Stored items:
■ ■ ■ ■

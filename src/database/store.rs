use std::sync::Arc;

use async_trait::async_trait;

use crate::database::manager::{DatabaseError, DatabaseManager};
use crate::database::models::trust::TrustRow;
use crate::database::models::{NewTrust, Trust, TrustStatus};

/// Storage behind the trust registry
#[async_trait]
pub trait TrustStore: Send + Sync {
    async fn find_by_subdomain(&self, subdomain: &str) -> Result<Option<Trust>, DatabaseError>;

    async fn find_by_code(&self, trust_code: &str) -> Result<Option<Trust>, DatabaseError>;

    async fn list(&self) -> Result<Vec<Trust>, DatabaseError>;

    /// Returns the updated trust, or `None` when the code is unknown
    async fn set_status(
        &self,
        trust_code: &str,
        status: TrustStatus,
    ) -> Result<Option<Trust>, DatabaseError>;

    /// Insert a trust or update the existing row with the same code
    async fn upsert(&self, trust: &NewTrust) -> Result<Trust, DatabaseError>;
}

const TRUST_COLUMNS: &str = "id, trust_name, trust_code, subdomain, database_name, status, \
                             contact_email, created_at, updated_at";

/// `trusts` table in the system database
pub struct MySqlTrustStore {
    db: Arc<DatabaseManager>,
}

impl MySqlTrustStore {
    pub fn new(db: Arc<DatabaseManager>) -> Self {
        Self { db }
    }

    async fn fetch_one_by(&self, column: &str, value: &str) -> Result<Option<Trust>, DatabaseError> {
        let pool = self.db.system_pool().await?;

        let query = format!(
            "SELECT {} FROM trusts WHERE {} = ? AND deleted_at IS NULL",
            TRUST_COLUMNS, column
        );
        let row = sqlx::query_as::<_, TrustRow>(&query)
            .bind(value)
            .fetch_optional(&pool)
            .await?;

        row.map(Trust::try_from).transpose()
    }
}

#[async_trait]
impl TrustStore for MySqlTrustStore {
    async fn find_by_subdomain(&self, subdomain: &str) -> Result<Option<Trust>, DatabaseError> {
        self.fetch_one_by("subdomain", subdomain).await
    }

    async fn find_by_code(&self, trust_code: &str) -> Result<Option<Trust>, DatabaseError> {
        self.fetch_one_by("trust_code", trust_code).await
    }

    async fn list(&self) -> Result<Vec<Trust>, DatabaseError> {
        let pool = self.db.system_pool().await?;

        let query = format!(
            "SELECT {} FROM trusts WHERE deleted_at IS NULL ORDER BY trust_code",
            TRUST_COLUMNS
        );
        let rows = sqlx::query_as::<_, TrustRow>(&query).fetch_all(&pool).await?;

        rows.into_iter().map(Trust::try_from).collect()
    }

    async fn set_status(
        &self,
        trust_code: &str,
        status: TrustStatus,
    ) -> Result<Option<Trust>, DatabaseError> {
        let pool = self.db.system_pool().await?;

        sqlx::query(
            "UPDATE trusts SET status = ?, updated_at = NOW()
             WHERE trust_code = ? AND deleted_at IS NULL",
        )
        .bind(status.as_str())
        .bind(trust_code)
        .execute(&pool)
        .await?;

        // MySQL reports zero affected rows when the status is unchanged
        self.find_by_code(trust_code).await
    }

    async fn upsert(&self, trust: &NewTrust) -> Result<Trust, DatabaseError> {
        if let Some(name) = &trust.database_name {
            if !self.db.is_valid_db_name(name) {
                return Err(DatabaseError::InvalidDatabaseName(name.clone()));
            }
        }

        let pool = self.db.system_pool().await?;

        sqlx::query(
            "INSERT INTO trusts
                (trust_name, trust_code, subdomain, database_name, status, contact_email,
                 created_at, updated_at)
             VALUES (?, ?, ?, ?, ?, ?, NOW(), NOW())
             ON DUPLICATE KEY UPDATE
                trust_name = VALUES(trust_name),
                subdomain = VALUES(subdomain),
                database_name = VALUES(database_name),
                status = VALUES(status),
                contact_email = VALUES(contact_email),
                deleted_at = NULL,
                updated_at = NOW()",
        )
        .bind(&trust.trust_name)
        .bind(&trust.trust_code)
        .bind(trust.subdomain())
        .bind(&trust.database_name)
        .bind(trust.status.as_str())
        .bind(&trust.contact_email)
        .execute(&pool)
        .await?;

        self.find_by_code(&trust.trust_code)
            .await?
            .ok_or_else(|| DatabaseError::NotFound(format!("trust '{}'", trust.trust_code)))
    }
}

■ ■ ■ ■

- [EXERCISE DIRECTIONS]: In the lines above, spot each one that contains the word "impl" and copy it.

- [RESULT OF THIS EXERCISE]:
impl MySqlTrustStore {
impl TrustStore for MySqlTrustStore {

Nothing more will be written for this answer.